#### TRY IT
Only the count is expected: the number of lines below that contain "impl".

#### DATA TO USE
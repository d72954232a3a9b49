//! The boundary between the grader and the programs it runs: the compiled submission and the
//! oracle.

use is_executable::is_executable;
use std::{
    fmt::Debug,
    path::{Path, PathBuf},
    process::Command,
};

/// A program the grader is allowed to launch.
///
/// # Caveats
/// - Building an artifact only checks that the path is executable at that moment. The file may
///   still vanish before it is launched, so spawning can fail later anyway.
#[derive(Debug, PartialEq, Eq, Clone, Hash)]
pub enum ExecutableArtifact {
    CompiledProgram { name: String, path: PathBuf },
}

impl ExecutableArtifact {
    pub fn build(name: impl Into<String>, path: impl AsRef<Path>) -> Result<Self, &'static str> {
        let path = path.as_ref();
        if !path.is_file() || !is_executable(path) {
            return Err("path does not point to an executable");
        }
        Ok(ExecutableArtifact::CompiledProgram {
            name: name.into(),
            path: path.to_path_buf(),
        })
    }

    pub fn new_cmd(&self) -> Command {
        match self {
            ExecutableArtifact::CompiledProgram { path, .. } => Command::new(path),
        }
    }

    pub fn name(&self) -> String {
        match self {
            ExecutableArtifact::CompiledProgram { name, .. } => name.to_string(),
        }
    }

    pub fn path(&self) -> &Path {
        match self {
            ExecutableArtifact::CompiledProgram { path, .. } => path,
        }
    }
}

#[cfg(test)]
mod tests {
    use super::*;
    use crate::utils;

    #[test]
    fn should_build_a_valid_executable() {
        let dir = tempfile::tempdir().unwrap();
        let path = utils::write_script(dir.path(), "prog", "exit 0");
        let artifact = ExecutableArtifact::build("some name", &path).unwrap();
        assert_eq!(artifact.name(), "some name");
        assert_eq!(artifact.path(), path);
        assert_eq!(artifact.new_cmd().get_program(), path.as_os_str());
    }

    #[test]
    fn should_fail_to_build_an_invalid_executable() {
        assert!(ExecutableArtifact::build("some name", "invalid_path").is_err());

        let dir = tempfile::tempdir().unwrap();
        assert!(ExecutableArtifact::build("a directory", dir.path()).is_err());

        let plain = dir.path().join("plain.txt");
        std::fs::write(&plain, "not a program").unwrap();
        assert!(ExecutableArtifact::build("plain", &plain).is_err());
    }
}
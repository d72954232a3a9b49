//! Where answers to prompts come from.
//!
//! The orchestrator and the admin commands only talk to an [`InputProvider`], so they run the
//! same way against a terminal, a pipe, or a list of canned answers.

use chrono::{NaiveDate, NaiveDateTime};
use dialoguer::Input;
use std::{
    collections::VecDeque,
    io::{self, BufRead, Write},
};

use crate::error::{GraderError, Result};

pub trait InputProvider {
    /// One line of input, without the trailing newline.
    ///
    /// Returns [`GraderError::InputClosed`] once there is nothing left to read.
    fn read_line(&mut self, prompt: &str) -> Result<String>;
}

/// Reads from the terminal, or from plain stdin when nobody is attached to it.
#[derive(Debug, Default)]
pub struct ConsoleInput;

impl InputProvider for ConsoleInput {
    fn read_line(&mut self, prompt: &str) -> Result<String> {
        if console::user_attended() {
            return Input::<String>::new()
                .with_prompt(prompt.trim_end().trim_end_matches(':'))
                .allow_empty(true)
                .interact_text()
                .map_err(|err| match err {
                    dialoguer::Error::IO(e) if e.kind() == io::ErrorKind::UnexpectedEof => {
                        GraderError::InputClosed
                    }
                    other => GraderError::Prompt(other.to_string()),
                });
        }

        print!("{prompt}");
        io::stdout().flush()?;
        let mut line = String::new();
        if io::stdin().lock().read_line(&mut line)? == 0 {
            return Err(GraderError::InputClosed);
        }
        Ok(line.trim_end_matches(['\r', '\n']).to_string())
    }
}

/// Replays a fixed list of answers and remembers which prompts were shown.
#[derive(Debug, Default)]
pub struct ScriptedInput {
    answers: VecDeque<String>,
    prompts: Vec<String>,
}

impl ScriptedInput {
    pub fn new<I, S>(answers: I) -> Self
    where
        I: IntoIterator<Item = S>,
        S: Into<String>,
    {
        Self {
            answers: answers.into_iter().map(Into::into).collect(),
            prompts: vec![],
        }
    }

    pub fn prompts(&self) -> &[String] {
        &self.prompts
    }

    pub fn remaining(&self) -> usize {
        self.answers.len()
    }
}

impl InputProvider for ScriptedInput {
    fn read_line(&mut self, prompt: &str) -> Result<String> {
        self.prompts.push(prompt.to_string());
        self.answers.pop_front().ok_or(GraderError::InputClosed)
    }
}

impl<T: InputProvider + ?Sized> InputProvider for &mut T {
    fn read_line(&mut self, prompt: &str) -> Result<String> {
        (**self).read_line(prompt)
    }
}

/// Any answer containing a `y` counts as yes.
pub fn ask_yes_no<I: InputProvider>(input: &mut I, prompt: &str) -> Result<bool> {
    Ok(input.read_line(prompt)?.contains('y'))
}

/// Asks until `parse` accepts the answer, telling the user about each rejected one.
pub fn ask_valid<I, W, T, F>(input: &mut I, out: &mut W, prompt: &str, parse: F) -> Result<T>
where
    I: InputProvider,
    W: Write,
    F: Fn(&str) -> Option<T>,
{
    loop {
        let answer = input.read_line(prompt)?;
        match parse(answer.trim()) {
            Some(value) => return Ok(value),
            None => writeln!(out, "{answer} is not a valid response.")?,
        }
    }
}

pub fn parse_rating(s: &str) -> Option<i32> {
    s.parse().ok().filter(|r| (1..=5).contains(r))
}

pub fn ask_rating<I: InputProvider, W: Write>(
    input: &mut I,
    out: &mut W,
    prompt: &str,
) -> Result<i32> {
    ask_valid(input, out, prompt, parse_rating)
}

/// Free text spread over several lines, ended by an empty line. Lines are joined by spaces.
pub fn ask_comments<I: InputProvider, W: Write>(input: &mut I, out: &mut W) -> Result<String> {
    writeln!(out, "Any other comments (hit enter twice when you're done):")?;
    let mut lines = vec![];
    loop {
        let line = input.read_line("")?;
        if line.is_empty() {
            break;
        }
        lines.push(line);
    }
    Ok(lines.join(" "))
}

/// Accepts `YYYY-MM-DD` (midnight) or an ISO-8601 date-time such as `2024-01-10T23:59:00`.
pub fn parse_date(s: &str) -> Result<NaiveDateTime> {
    let s = s.trim();
    if let Ok(date) = NaiveDate::parse_from_str(s, "%Y-%m-%d") {
        return date
            .and_hms_opt(0, 0, 0)
            .ok_or_else(|| GraderError::InvalidDate(s.to_string()));
    }
    ["%Y-%m-%dT%H:%M:%S%.f", "%Y-%m-%d %H:%M:%S%.f", "%Y-%m-%dT%H:%M"]
        .iter()
        .find_map(|fmt| NaiveDateTime::parse_from_str(s, fmt).ok())
        .ok_or_else(|| GraderError::InvalidDate(s.to_string()))
}

pub fn ask_date<I: InputProvider, W: Write>(
    input: &mut I,
    out: &mut W,
    prompt: &str,
) -> Result<NaiveDateTime> {
    ask_valid(input, out, prompt, |s| parse_date(s).ok())
}

pub fn ask_number<I: InputProvider, W: Write>(
    input: &mut I,
    out: &mut W,
    prompt: &str,
) -> Result<i32> {
    ask_valid(input, out, prompt, |s| s.parse().ok())
}

#[cfg(test)]
mod tests {
    use super::*;

    #[test]
    fn should_replay_answers_then_close() {
        let mut input = ScriptedInput::new(["first"]);
        assert_eq!(input.read_line("Q1: ").unwrap(), "first");
        assert!(matches!(
            input.read_line("Q2: "),
            Err(GraderError::InputClosed)
        ));
        assert_eq!(input.prompts(), ["Q1: ", "Q2: "]);
    }

    #[test]
    fn should_treat_any_y_as_yes() {
        let mut input = ScriptedInput::new(["y", "yes please", "n", "", "nope"]);
        let answers: Vec<_> = (0..5)
            .map(|_| ask_yes_no(&mut input, "Submit [y/n]: ").unwrap())
            .collect();
        assert_eq!(answers, [true, true, false, false, false]);
    }

    #[test]
    fn should_reprompt_until_rating_is_valid() {
        let mut input = ScriptedInput::new(["0", "six", "6", "4"]);
        let mut out = vec![];
        let rating = ask_rating(&mut input, &mut out, "How fun [1-5]? ").unwrap();
        assert_eq!(rating, 4);
        assert_eq!(input.prompts().len(), 4);
        let text = String::from_utf8(out).unwrap();
        assert_eq!(text.matches("is not a valid response.").count(), 3);
        assert!(text.contains("six is not a valid response."));
    }

    #[test]
    fn should_propagate_closed_input_while_reprompting() {
        let mut input = ScriptedInput::new(["bad"]);
        let result = ask_rating(&mut input, &mut vec![], "Rating: ");
        assert!(matches!(result, Err(GraderError::InputClosed)));
    }

    #[test]
    fn should_join_comment_lines() {
        let mut input = ScriptedInput::new(["really", "fun", "", "unused"]);
        let comments = ask_comments(&mut input, &mut vec![]).unwrap();
        assert_eq!(comments, "really fun");
        assert_eq!(input.remaining(), 1);
    }

    #[test]
    fn should_parse_dates() {
        let midnight = parse_date("2024-01-10").unwrap();
        assert_eq!(midnight.to_string(), "2024-01-10 00:00:00");
        let precise = parse_date("2024-01-10T23:59:00").unwrap();
        assert_eq!(precise.to_string(), "2024-01-10 23:59:00");
        assert!(matches!(
            parse_date("10/01/2024"),
            Err(GraderError::InvalidDate(_))
        ));
    }
}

#### TASK ANSWER
6